Supplied information =>

-*-*-

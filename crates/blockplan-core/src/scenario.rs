//! Planner-supplied priority weights over service categories.

use std::collections::BTreeMap;

use serde::{Deserialize, Serialize};

use crate::error::{BlockPlanError, Result};

/// Priority weights in `[0, 1]` keyed by service category name.
///
/// Categories absent from the scenario share the remaining weight equally.
#[derive(Debug, Clone, Default, PartialEq, Serialize, Deserialize)]
#[serde(transparent)]
pub struct Scenario {
    weights: BTreeMap<String, f64>,
}

impl Scenario {
    /// Creates an empty scenario.
    pub fn new() -> Self {
        Self::default()
    }

    /// Spreads a total weight of 1 equally over `names`.
    pub fn equal<I, S>(names: I) -> Self
    where
        I: IntoIterator<Item = S>,
        S: Into<String>,
    {
        let names: Vec<String> = names.into_iter().map(Into::into).collect();
        let weight = if names.is_empty() {
            0.0
        } else {
            1.0 / names.len() as f64
        };
        Self {
            weights: names.into_iter().map(|n| (n, weight)).collect(),
        }
    }

    pub fn with_weight(mut self, category: impl Into<String>, weight: f64) -> Self {
        self.weights.insert(category.into(), weight);
        self
    }

    pub fn weight(&self, category: &str) -> Option<f64> {
        self.weights.get(category).copied()
    }

    /// Sum of the weights of the listed categories that the scenario names.
    pub fn sum_over<'a, I>(&self, categories: I) -> f64
    where
        I: IntoIterator<Item = &'a str>,
    {
        categories
            .into_iter()
            .filter_map(|c| self.weight(c))
            .sum()
    }

    pub fn iter(&self) -> impl Iterator<Item = (&str, f64)> {
        self.weights.iter().map(|(k, v)| (k.as_str(), *v))
    }

    pub fn len(&self) -> usize {
        self.weights.len()
    }

    pub fn is_empty(&self) -> bool {
        self.weights.is_empty()
    }

    /// Checks that every weight lies in `[0, 1]` and names a known category.
    pub fn validate<F>(&self, is_known: F) -> Result<()>
    where
        F: Fn(&str) -> bool,
    {
        for (category, weight) in &self.weights {
            if !weight.is_finite() || !(0.0..=1.0).contains(weight) {
                return Err(BlockPlanError::InvalidScenario(format!(
                    "weight {weight} for `{category}` is outside [0, 1]"
                )));
            }
            if !is_known(category) {
                return Err(BlockPlanError::InvalidScenario(format!(
                    "unknown service category `{category}`"
                )));
            }
        }
        Ok(())
    }
}

impl FromIterator<(String, f64)> for Scenario {
    fn from_iter<T: IntoIterator<Item = (String, f64)>>(iter: T) -> Self {
        Self {
            weights: iter.into_iter().collect(),
        }
    }
}
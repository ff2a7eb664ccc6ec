//! The allocation pipeline.

use std::collections::{BTreeMap, BTreeSet};
use std::time::Instant;

use blockplan_config::{BlockFailurePolicy, OptimizerConfig};
use blockplan_core::{
    AccessibilityProvider, BlockId, BlockPlanError, CityModel, LandUse, ProvisionEngine, Result,
    Scenario, ServiceCategory,
};
use blockplan_solver::{MicroLpEngine, MilpEngine, SolveBudget};
use tracing::{debug, info, warn};

use crate::catalog::{BlockCatalog, CalculationWarning};
use crate::context::{BlockPlan, CalculationContext, SkippedBlock};
use crate::decoder::decode;
use crate::demolition::demolition_table;
use crate::estimator::estimate;
use crate::model::ModelBuilder;
use crate::provision::{evaluate_provision_impact, ProvisionImpact};
use crate::result::{BlockReport, CalculationResult};

/// Chooses facilities and added population for converting blocks.
///
/// Holds only shared references and configuration, so independent
/// calculations may run concurrently on the same optimizer.
///
/// # Example
///
/// ```ignore
/// let optimizer = BlockOptimizer::new(&city, &city).with_config(config);
/// let assignment = BTreeMap::from([(1, LandUse::Residential)]);
/// let result = optimizer.calculate(&assignment, None)?;
/// ```
pub struct BlockOptimizer<'a, C: ?Sized, A: ?Sized, E = MicroLpEngine> {
    city: &'a C,
    accessibility: &'a A,
    engine: E,
    config: OptimizerConfig,
}

impl<'a, C, A> BlockOptimizer<'a, C, A, MicroLpEngine>
where
    C: CityModel + ?Sized,
    A: AccessibilityProvider + ?Sized,
{
    /// Optimizer with default configuration and the microlp engine.
    pub fn new(city: &'a C, accessibility: &'a A) -> Self {
        Self {
            city,
            accessibility,
            engine: MicroLpEngine::new(),
            config: OptimizerConfig::default(),
        }
    }
}

impl<'a, C, A, E> BlockOptimizer<'a, C, A, E>
where
    C: CityModel + ?Sized,
    A: AccessibilityProvider + ?Sized,
    E: MilpEngine,
{
    pub fn with_config(mut self, config: OptimizerConfig) -> Self {
        self.config = config;
        self
    }

    /// Swaps the solving engine.
    pub fn with_engine<F: MilpEngine>(self, engine: F) -> BlockOptimizer<'a, C, A, F> {
        BlockOptimizer {
            city: self.city,
            accessibility: self.accessibility,
            engine,
            config: self.config,
        }
    }

    pub fn config(&self) -> &OptimizerConfig {
        &self.config
    }

    pub fn engine(&self) -> &E {
        &self.engine
    }

    /// Runs the pipeline with the configured facility cap.
    pub fn calculate(
        &self,
        assignment: &BTreeMap<BlockId, LandUse>,
        scenario: Option<&Scenario>,
    ) -> Result<CalculationResult> {
        self.calculate_with_max_facilities(assignment, scenario, self.config.max_facilities)
    }

    /// Runs the pipeline with an explicit facility cap (`None` for no cap).
    pub fn calculate_with_max_facilities(
        &self,
        assignment: &BTreeMap<BlockId, LandUse>,
        scenario: Option<&Scenario>,
        max_facilities: Option<u32>,
    ) -> Result<CalculationResult> {
        let start = Instant::now();
        self.config.validate()?;
        if max_facilities == Some(0) {
            return Err(BlockPlanError::Config(
                "max_facilities must be positive".to_string(),
            ));
        }

        let scenario = scenario.cloned().unwrap_or_default();
        scenario.validate(|name| self.city.service_category(name).is_ok())?;

        info!(
            event = "calculate_start",
            block_count = assignment.len(),
            scenario_size = scenario.len(),
            max_facilities = ?max_facilities,
        );

        let mut context = CalculationContext::new(
            assignment.clone(),
            scenario,
            max_facilities,
            self.city.blocks_table(),
        );

        let mut first_failure = None;
        for (&id, &target) in assignment {
            match self.prepare_block(&mut context, id, target) {
                Ok(plan) => {
                    for category in &plan.catalog.missing {
                        warn!(event = "missing_brick_catalog", block = id, category = %category);
                        context.warnings.push(CalculationWarning::MissingBrickCatalog {
                            block: id,
                            category: category.clone(),
                        });
                    }
                    context.plans.insert(id, plan);
                }
                Err(err)
                    if self.config.on_block_failure == BlockFailurePolicy::SkipBlock
                        && err.is_block_local() =>
                {
                    warn!(event = "block_skipped", block = id, reason = %err);
                    context.skipped.push(SkippedBlock {
                        block: id,
                        reason: err.to_string(),
                    });
                    first_failure.get_or_insert(err);
                }
                Err(err) => return Err(err),
            }
        }

        if context.plans.is_empty() {
            if let Some(err) = first_failure {
                return Err(err);
            }
            info!(event = "calculate_end", block_count = 0, objective = 0.0);
            return Ok(CalculationResult::empty());
        }

        let model = ModelBuilder::new(&context.scenario)
            .with_max_facilities(max_facilities)
            .with_population_ceiling(self.config.cap_population_at_ceiling)
            .build(context.plans.values());

        let budget = SolveBudget::new(self.config.time_limit());
        let outcome = self.engine.solve(model.program.clone(), &budget)?;
        if !outcome.status.is_optimal() {
            warn!(event = "program_not_optimal", status = %outcome.status);
            return Err(BlockPlanError::InfeasibleProgram {
                status: outcome.status,
            });
        }

        let decoded = decode(&model, &context, &outcome);
        let demolition = demolition_table(self.city, context.plans.keys().copied())?;

        let blocks = context
            .plans
            .values()
            .map(|plan| {
                (
                    plan.block,
                    BlockReport {
                        block: plan.block,
                        original_land_use: plan.original_land_use,
                        target_land_use: plan.target_land_use,
                        site_area: plan.site_area,
                        free_area: plan.free_area,
                        constants: plan.constants.clone(),
                    },
                )
            })
            .collect();

        info!(
            event = "calculate_end",
            block_count = context.plans.len(),
            skipped_count = context.skipped.len(),
            objective = decoded.objective,
            duration_ms = start.elapsed().as_millis() as u64,
        );

        Ok(CalculationResult {
            allocation: decoded.updates,
            breakdown: decoded.breakdown,
            demolition,
            objective: decoded.objective,
            status: outcome.status,
            solve_duration: outcome.duration,
            blocks,
            warnings: context.warnings,
            skipped_blocks: context.skipped,
        })
    }

    /// Scores the provision impact of one block of `result`.
    pub fn evaluate_provision<P>(
        &self,
        engine: &P,
        result: &CalculationResult,
        block: BlockId,
    ) -> Result<ProvisionImpact>
    where
        P: ProvisionEngine + ?Sized,
    {
        let target = result
            .blocks
            .get(&block)
            .map(|report| report.target_land_use)
            .ok_or(BlockPlanError::UnknownBlock(block))?;
        evaluate_provision_impact(self.city, engine, block, target, result.allocation.get(block))
    }

    fn prepare_block(
        &self,
        context: &mut CalculationContext,
        id: BlockId,
        target: LandUse,
    ) -> Result<BlockPlan> {
        let block = self.city.block(id)?;
        if !block.has_valid_site_area() {
            return Err(BlockPlanError::DegenerateBlock {
                block: id,
                site_area: block.site_area,
            });
        }
        let indicator = self
            .config
            .indicator(target)
            .ok_or(BlockPlanError::MissingLandUseIndicator(target))?;

        let candidates = self.city.land_use_service_categories(Some(target));
        let original = self.city.land_use_service_categories(block.land_use);

        // Candidates first, then services the block loses.
        let candidate_names: BTreeSet<&str> = candidates.iter().map(|c| c.name.as_str()).collect();
        let mut ordered: Vec<&ServiceCategory> = candidates.clone();
        ordered.extend(
            original
                .iter()
                .copied()
                .filter(|c| !candidate_names.contains(c.name.as_str())),
        );

        let catchment = context.catchments.rows(self.accessibility, id)?;
        let constants = estimate(id, &ordered, &context.table, catchment);
        debug!(
            event = "block_estimated",
            block = id,
            target = %target,
            service_count = ordered.len(),
            population_ceiling = constants.population_ceiling,
            bottleneck = ?constants.bottleneck,
        );

        Ok(BlockPlan {
            block: id,
            site_area: block.site_area,
            original_land_use: block.land_use,
            target_land_use: target,
            indicator,
            catalog: BlockCatalog::for_categories(&candidates),
            candidates: candidates.into_iter().cloned().collect(),
            constants,
            free_area: block.free_area(self.config.free_area_ratio),
        })
    }
}

#[cfg(test)]
mod tests;
//! blockplan - Facility allocation for land-use redevelopment
//!
//! Given blocks whose land use changes, blockplan decides which facilities to
//! build on each, how much population it may add, and how the change moves
//! city-wide service provision.
//!
//! # Example
//!
//! ```rust
//! use std::collections::BTreeMap;
//!
//! use blockplan::prelude::*;
//!
//! let city = InMemoryCity::new(
//!     vec![
//!         Block::new(1, 10_000.0).with_land_use(LandUse::Recreation),
//!         Block::new(2, 20_000.0).with_population(5_000),
//!     ],
//!     vec![ServiceCategory::new("schools", 100.0, 15.0)
//!         .with_land_use(LandUse::Residential)
//!         .with_brick(Brick::new(50.0, 500.0))],
//! )
//! .unwrap()
//! .with_symmetric_cost(1, 2, 5.0);
//!
//! let config = OptimizerConfig::new().with_max_facilities(15);
//! let assignment = BTreeMap::from([(1, LandUse::Residential)]);
//! let result = blockplan::calculate(&city, &assignment, None, config).unwrap();
//!
//! assert_eq!(result.allocation.capacity_delta(1, "schools"), 500.0);
//! ```

use std::collections::BTreeMap;

pub use blockplan_config::{BlockFailurePolicy, ConfigError, OptimizerConfig, TerminationConfig};
pub use blockplan_core::{
    AccessibilityProvider, AccessibilityRow, Block, BlockId, BlockPlanError, BlockProvision,
    BlocksTable, Brick, CityModel, InMemoryCity, LandUse, LandUseIndicator, ProvisionColumn,
    ProvisionEngine, ProvisionTable, Result, Scenario, ServiceCategory, ServiceInstance,
    SolveStatus, UpdateRow, UpdateTable,
};
pub use blockplan_optimizer::{
    BlockOptimizer, BlockReport, BuiltBrick, CalculationResult, CalculationWarning,
    EstimationConstants, GreedyProvision, ProvisionImpact, ServiceBalance, SkippedBlock,
};
pub use blockplan_solver::{MicroLpEngine, MilpEngine, SolveBudget, SolveOutcome};

#[cfg(feature = "console")]
pub mod console;

/// Runs one calculation against a city that is its own accessibility source.
pub fn calculate<C>(
    city: &C,
    assignment: &BTreeMap<BlockId, LandUse>,
    scenario: Option<&Scenario>,
    config: OptimizerConfig,
) -> Result<CalculationResult>
where
    C: CityModel + AccessibilityProvider,
{
    BlockOptimizer::new(city, city)
        .with_config(config)
        .calculate(assignment, scenario)
}

pub mod prelude {
    pub use super::{
        Block, BlockId, BlockOptimizer, BlockPlanError, Brick, CalculationResult, CityModel,
        GreedyProvision, InMemoryCity, LandUse, OptimizerConfig, ProvisionEngine, Scenario,
        ServiceCategory, UpdateRow, UpdateTable,
    };
}
//! City blocks and the services installed on them.

use serde::{Deserialize, Serialize};

use crate::land_use::LandUse;

/// Unique block identifier across a city.
pub type BlockId = u32;

/// A service installation on a block.
#[derive(Debug, Clone, PartialEq, Serialize, Deserialize)]
pub struct ServiceInstance {
    pub category: String,
    pub capacity: f64,
}

impl ServiceInstance {
    pub fn new(category: impl Into<String>, capacity: f64) -> Self {
        Self {
            category: category.into(),
            capacity,
        }
    }
}

/// A spatial zone of the city.
#[derive(Debug, Clone, PartialEq, Serialize, Deserialize)]
pub struct Block {
    pub id: BlockId,
    /// Site area in square meters.
    pub site_area: f64,
    pub land_use: Option<LandUse>,
    pub population: u64,
    #[serde(default)]
    pub services: Vec<ServiceInstance>,
}

impl Block {
    pub fn new(id: BlockId, site_area: f64) -> Self {
        Self {
            id,
            site_area,
            land_use: None,
            population: 0,
            services: Vec::new(),
        }
    }

    pub fn with_land_use(mut self, land_use: LandUse) -> Self {
        self.land_use = Some(land_use);
        self
    }

    pub fn with_population(mut self, population: u64) -> Self {
        self.population = population;
        self
    }

    pub fn with_service(mut self, category: impl Into<String>, capacity: f64) -> Self {
        self.services.push(ServiceInstance::new(category, capacity));
        self
    }

    /// Total installed capacity of a category on this block.
    pub fn capacity_of(&self, category: &str) -> f64 {
        self.services
            .iter()
            .filter(|s| s.category == category)
            .map(|s| s.capacity)
            .sum()
    }

    /// Area left for development given the developable share of the site.
    pub fn free_area(&self, developable_ratio: f64) -> f64 {
        self.site_area * developable_ratio
    }

    pub fn has_valid_site_area(&self) -> bool {
        self.site_area.is_finite() && self.site_area > 0.0
    }
}
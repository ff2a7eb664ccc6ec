//! Provision engine double.

use std::cell::RefCell;
use std::collections::BTreeMap;

use blockplan_core::{
    BlockProvision, ProvisionColumn, ProvisionEngine, ProvisionTable, Result, Scenario,
    UpdateTable,
};

/// Arguments of one `evaluate` call.
#[derive(Debug, Clone, PartialEq)]
pub struct RecordedCall {
    pub weights: Scenario,
    pub update: Option<UpdateTable>,
    pub self_supply: bool,
}

/// Records every call and scores each category as
/// `min(capacity, 100) / 100`, where capacity is the configured base plus the
/// update's deltas for that category across all blocks.
#[derive(Debug, Default)]
pub struct RecordingProvision {
    base: BTreeMap<String, f64>,
    calls: RefCell<Vec<RecordedCall>>,
}

impl RecordingProvision {
    pub const DEMAND: f64 = 100.0;

    pub fn new() -> Self {
        Self::default()
    }

    pub fn with_capacity(mut self, category: impl Into<String>, capacity: f64) -> Self {
        self.base.insert(category.into(), capacity);
        self
    }

    pub fn calls(&self) -> Vec<RecordedCall> {
        self.calls.borrow().clone()
    }
}

impl ProvisionEngine for RecordingProvision {
    fn evaluate(
        &self,
        weights: &Scenario,
        update: Option<&UpdateTable>,
        self_supply: bool,
    ) -> Result<(ProvisionTable, f64)> {
        self.calls.borrow_mut().push(RecordedCall {
            weights: weights.clone(),
            update: update.cloned(),
            self_supply,
        });

        let mut table = ProvisionTable::new();
        let mut total = 0.0;
        for (name, weight) in weights.iter() {
            let delta: f64 = update
                .map(|u| u.blocks().map(|b| u.capacity_delta(b, name)).sum())
                .unwrap_or(0.0);
            let capacity = (self.base.get(name).copied().unwrap_or(0.0) + delta).max(0.0);
            let mut column = ProvisionColumn::new(name);
            column.rows.push(BlockProvision {
                block: 0,
                demand: Self::DEMAND,
                capacity,
                demand_within: capacity.min(Self::DEMAND),
                demand_without: 0.0,
            });
            total += weight * self.total_provision(&column);
            table.insert(column);
        }
        Ok((table, total))
    }
}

-*-*-

Problem to work on =>
Note every line in the material with "console" and copy it.

Answer box =>
#[cfg(feature = "console")]
pub mod console;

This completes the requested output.